One of the first 2021 calendars to be launched during the pandemic, Lavazza works with the theme ‘The New Humanity’ and features photographers Ami Vitale, Martin Schoeller and others
This May, Italian coffee company Lavazza launched its new global communication campaign, Good Morning Humanity. Based on actor-filmmaker Charlie Chaplin’s speech in The Great Dictator 80 years ago — which exhorted people not to depair in the face of trials and tribulations — the ad showcased stunning landscapes and portraits by photographers such as Steve McCurry and Jerome Sessini, and was a way for the brand to ‘look positively to the future that awaits us’. Chaplin’s call for peace has gained relevance in the last few months, and so Lavazza’s much-awaited 2021 calendar, themed ‘The New Humanity’, is an extension of the campaign.
Much like earlier editions (shot in Vietnam and Hawaii), this one is also centered around sustainability, but what makes it different is how it was conceived and conceptualised during lockdown. “The project wants to encourage citizens of the world in this slow escape from the coronavirus emergency, now that the phase of coexistence with the world pandemic has begun,” says Francesca Lavazza, Board Member Lavazza Group, adding that this year, the calendar becomes a 360° artistic project. It brings together photographers, musicians, directors, sociologists, engineers and environmentalists.
Sustainability has always been a focal point for Lavazza. Past calendars and initiatives like the ‘Toward 2030 – What are You Doing?’, highlighted the United Nations’ goal of transforming Earth by 2030. The 2020 calendar, with impressive shots by celebrated American photographer David LaChapelle, was an interesting take on a world without climate change. In 2019, Ami Vitale had pictures of art installations in natural settings in the ‘Good to Earth’ series.
The 2021 edition “has 13 shots that, through the maximum freedom of each artist, their personal gaze and their peculiar style, bring back a new and positive vision of humanity. The six ambassadors — including architect Carlo Ratti and actor Kiera Chaplin — enrich the interpretation of the concept by entrusting it to different languages and expressions: a drawing, a written thought, a piece of music, etc,” says Francesca, adding that proceeds from the sale of 1,000 calendars and photograph auctions will go towards Gurugram-based NGO Save the Children’s project.

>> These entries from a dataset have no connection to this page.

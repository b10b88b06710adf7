//! Argument linearization.
//!
//! A call site supplies positional, keyword and variadic arguments, possibly
//! through a closure carrying fixed leading arguments. Linearization turns
//! that into one argument per formal slot, in formal order, with defaults
//! applied. The same algorithm ([`FormalArgs::bind`]) runs over runtime
//! values (interpretation), over types (specialization) and over typed
//! expressions (lowering calls inside typed bodies), so the three can never
//! disagree about ordering or defaulting.

use crate::error::{JitError, JitResult};
use crate::ir::{ActualArgs, Const, FormalArgs, TypedExpr, TypedExprKind, UntypedFn};
use crate::registry::Registry;
use crate::types::JitType;
use crate::value::Value;
use std::rc::Rc;

/// Something that can be called: a bare function or a closure.
#[derive(Debug, Clone, PartialEq)]
pub enum Callable<T> {
    Function(String),
    Closure { func: String, fixed: Vec<T> },
}

impl<T> Callable<T> {
    pub fn function(name: &str) -> Self {
        Callable::Function(name.to_string())
    }

    pub fn func_name(&self) -> &str {
        match self {
            Callable::Function(name) | Callable::Closure { func: name, .. } => name,
        }
    }
}

/// Split a callable into its function identity and fixed arguments.
pub fn unpack_closure<T>(callable: Callable<T>) -> (String, Vec<T>) {
    match callable {
        Callable::Function(name) => (name, Vec::new()),
        Callable::Closure { func, fixed } => (func, fixed),
    }
}

impl Callable<JitType> {
    /// Callable described by a closure type
    pub fn from_type(ty: &JitType) -> JitResult<Self> {
        match ty {
            JitType::Closure { func, fixed } => Ok(Callable::Closure {
                func: func.clone(),
                fixed: fixed.clone(),
            }),
            other => Err(JitError::type_error(
                format!("value of type {other} is not callable"),
                other,
            )),
        }
    }
}

impl Callable<Value> {
    /// Callable held by a closure value
    pub fn from_value(value: &Value) -> JitResult<Self> {
        match value {
            Value::Closure(c) => Ok(Callable::Closure {
                func: c.func.clone(),
                fixed: c.fixed.clone(),
            }),
            other => Err(JitError::Eval(format!("{other} is not callable"))),
        }
    }
}

impl Callable<TypedExpr> {
    /// Callable for a closure-typed expression; its fixed arguments become
    /// projections out of the closure value.
    pub fn from_typed(expr: TypedExpr) -> JitResult<Self> {
        let (func, count) = match &expr.ty {
            JitType::Closure { func, fixed } => (func.clone(), fixed.len()),
            other => {
                return Err(JitError::type_error(
                    format!("value of type {other} is not callable"),
                    &expr,
                ))
            }
        };
        let fixed = (0..count)
            .map(|i| TypedExpr::closure_elt(expr.clone(), i))
            .collect::<JitResult<Vec<_>>>()?;
        Ok(Callable::Closure { func, fixed })
    }
}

We speak to two photographers about working on the 2021 edition:
Ami Vitale and ‘the ancient footsteps’
Featuring the feet of Africa’s Samburu tribe, Vitale’s chosen image is themed on reimagining our relationship with nature. She says it was a conscious choice given the ongoing crisis — not just with the pandemic but also the devastating consequences man has had on nature. The photographer explains the image was taken during lockdown in northern Kenya, “where humanity began”. “You can literally feel the ancient footsteps all around you here. Twenty years ago, this landscape was empty of wildlife as poachers had decimated the elephants, the ecosystem’s engineers,” says Vitale, adding how this had a ripple effect on other animals too.
Today, the Samburu people have become the elephants’ greatest protectors. They have created Africa’s first ever community-owned and run elephant sanctuary, Reteti. “This oasis where the orphans grow up, learning to be wild so that one day they can rejoin their herds, is a story as much about the elephants as it is about all of humanity,” says Vitale, who recently launched a sale (on printsfornature.com) with 70 top art, nature and wildlife photographers, to benefit conservation.
Since September, Schoeller’s Instagram feed has featured portraits of masked New Yorkers: police officers, painters, security guards and students. Before that, it was a series on Holocaust survivors. For 2021’s Lavazza calendar, the master of close-ups has taken his love for details up a notch with an image of 25 eyes taken earlier this year. His concept note might state that ‘through the eyes, the truth always comes out’, but Schoeller admits that “photos lie at times”. “It is tough to get a hard read of a person by looking at a picture, even if it is a straightforward close-up,” he says. The one thing that you can glean from looking at a good portrait, however, is “a sense of something that brings us together as humans”. “We all have underlying fears, insecurities and a desire for a better future and belonging to something greater,” explains Schoeller, whose powerful series, Death Row Exonerees, is on view at Fotografiska in New York City until January 2021.
As for the eyes, he says while they are all unique, they fill the same purpose. “It goes to show that in the greater scheme of things, we have the same organs and eyes, and we see the same way. We think we are so individual, but we are closer to each other than we think.” As an artist who enjoys extreme portrait details, what is it about our current interactions on Zoom and Instagram Lives that pique his interest? “I like Instagram because I can show and tell the stories that I find important. As for Zoom, I don’t enjoy it much as it is impersonal. I miss human interactions. A lot has gotten lost with us just staring at a screen all day long. It is sad,” he concludes.
The calendar launches on November 12 on lavazza.com.